Houses of Parliament

The Mini-Budget Statement 2022: The Key Measures for Businesses

The key measures announced by the government in the Mini-Budget Statement 2022. Some announcements will have a significant impact on your business. If you have any questions, do not hesitate to contact us directly.

Here are the key measures announced by the government in the Mini-Budget Statement on Friday 23rd September.

Some of these announcements will have a significant on your business.

Changes to National Insurance in particular will require changes to your November payroll.

If you have any questions about any of these measures, do not hesitate to contact us directly and we will be happy to help you.


The government is cancelling the Health and Social Care Levy which took effect in April 2022, initially introduced via a 1.25 percentage point rise in National Insurance contributions (NICs).

> From 6th November 2022, the government is removing the temporary 1.25 percentage point increase in NICs for the remainder of the 2022-23 tax year

> The 1.25% Health and Social Care Levy will not come into force as a separate tax from 6 April 2023 as previously planned.

This tax cut reduces 920,000 businesses’ tax liabilities by £9,600 on average in 2023-24.

For small and medium businesses, the average saving is £4,200 and £21,700 respectively in 2023-24.

Basic rate taxpayers will on average see a gain of approximately £75 in 2022-23 rising to £175 in 23-24.

For higher rate taxpayers, these figures are on average approximately £300 in 2022-23 rising to £700 in 23-24.

For additional rate taxpayers, the gain will be on average approximately £1,650 in 2022-23 rising to £3,890 in 23-24.

More information can be found here on the government’s website

From 6th November 2022:

> Primary Class 1 NICs (employees) will generally reduce from 13.25% to 12% and 3.25% to 2%

> Secondary Class 1 NICs (employers) will reduce from 15.05% to 13.8%.

Self-employed people and company directors will pay a blended rate of National Insurance – considering the changes in rates throughout the year – when they submit their annual self-assessment return.

For employers, Class 1A (paid on taxable benefits in kind) and Class 1B (paid on PAYE Settlement Agreements) NICs will be averaged over the 2022/23 tax year, so that the rate will be 14.53%.

For the Self-Employed, Class 4 NICs will be averaged across 2022/23, so the rates will be 9.73% and 2.73%.


It is expected that employees will receive the reduction in NICs in their November pay, so for the third time in recent months, you will need to update your payroll software to account for the changes to NICs.

If your payroll is done by Leonherman, rest assured that that change will be made for you.

If it is not, you will need to update your payroll quickly to ensure your employees receive the cut in their November 2022 pay.

Should you have any questions about the changes to NICs and how this will impact your Payroll, contact us directly and we’ll be happy to help.


The rate of corporation tax will remain at 19% in April 2023 for the majority of companies.

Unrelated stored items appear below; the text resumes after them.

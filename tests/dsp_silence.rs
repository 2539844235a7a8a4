use noisebed::harness::ManualDevice;
use noisebed::rt::render_offline;
use noisebed::sink::Interleaved;
use noisebed::{EngineConfig, NoiseEngine, NoiseType, RenderStatus};

fn engine() -> NoiseEngine<ManualDevice> {
    NoiseEngine::new(EngineConfig::default(), ManualDevice::new()).unwrap()
}

#[test]
fn stop_then_render_is_exact_silence() {
    let mut engine = engine();
    engine.play(NoiseType::Brown);
    engine.device().pull(512);
    engine.stop();

    let renderer = engine.renderer();
    let mut out = vec![0.7; 512];
    let status = renderer.render(256, &mut Interleaved::new(&mut out));
    assert_eq!(status, RenderStatus::Silent);
    assert!(out.iter().all(|&s| s == 0.0), "all 512 values must be 0.0");
}

#[test]
fn play_off_silences_every_type() {
    for noise in NoiseType::AUDIBLE {
        let mut engine = engine();
        engine.play(noise);
        engine.play(NoiseType::Off);
        let output = render_offline(&engine.renderer(), 1_024, 128).unwrap();
        assert!(output.iter().all(|&s| s == 0.0), "{} leaked after off", noise);
    }
}

#[test]
fn zero_volume_is_silent_while_running() {
    let mut engine = engine();
    engine.play(NoiseType::Wind);
    engine.set_volume(0.0);
    let mut out = vec![1.0; 256];
    assert_eq!(engine.device().pump(&mut out), Some(RenderStatus::Silent));
    assert!(out.iter().all(|&s| s == 0.0));
    assert!(engine.is_connected());
}

#[test]
fn stopped_transport_is_never_pumped() {
    let mut engine = engine();
    engine.play(NoiseType::White);
    engine.stop();
    let mut out = vec![0.0; 64];
    assert_eq!(engine.device().pump(&mut out), None);
}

The planned increase to 25% that was due to take place on 1st April 2023 will not go ahead.

The Bank Corporation Tax Surcharge will remain the same, as will the Diverted Profits Tax.


From April 2023, there will be a cut in the basic rate of income tax, from 20% to 19%. This had previously been planned for April 2024.

The cut applies to annual earnings between £12,571 to £50,270.

And from April 2023, the government will also eliminate the 45% additional rate of income tax, paid by those who earn over £150,000 so that there will be a single higher rate of income tax of 40% for earnings over £50,270.

Please note, these changes will generally apply to taxpayers in England, Wales and Northern Ireland. Separate arrangement will apply in Scotland.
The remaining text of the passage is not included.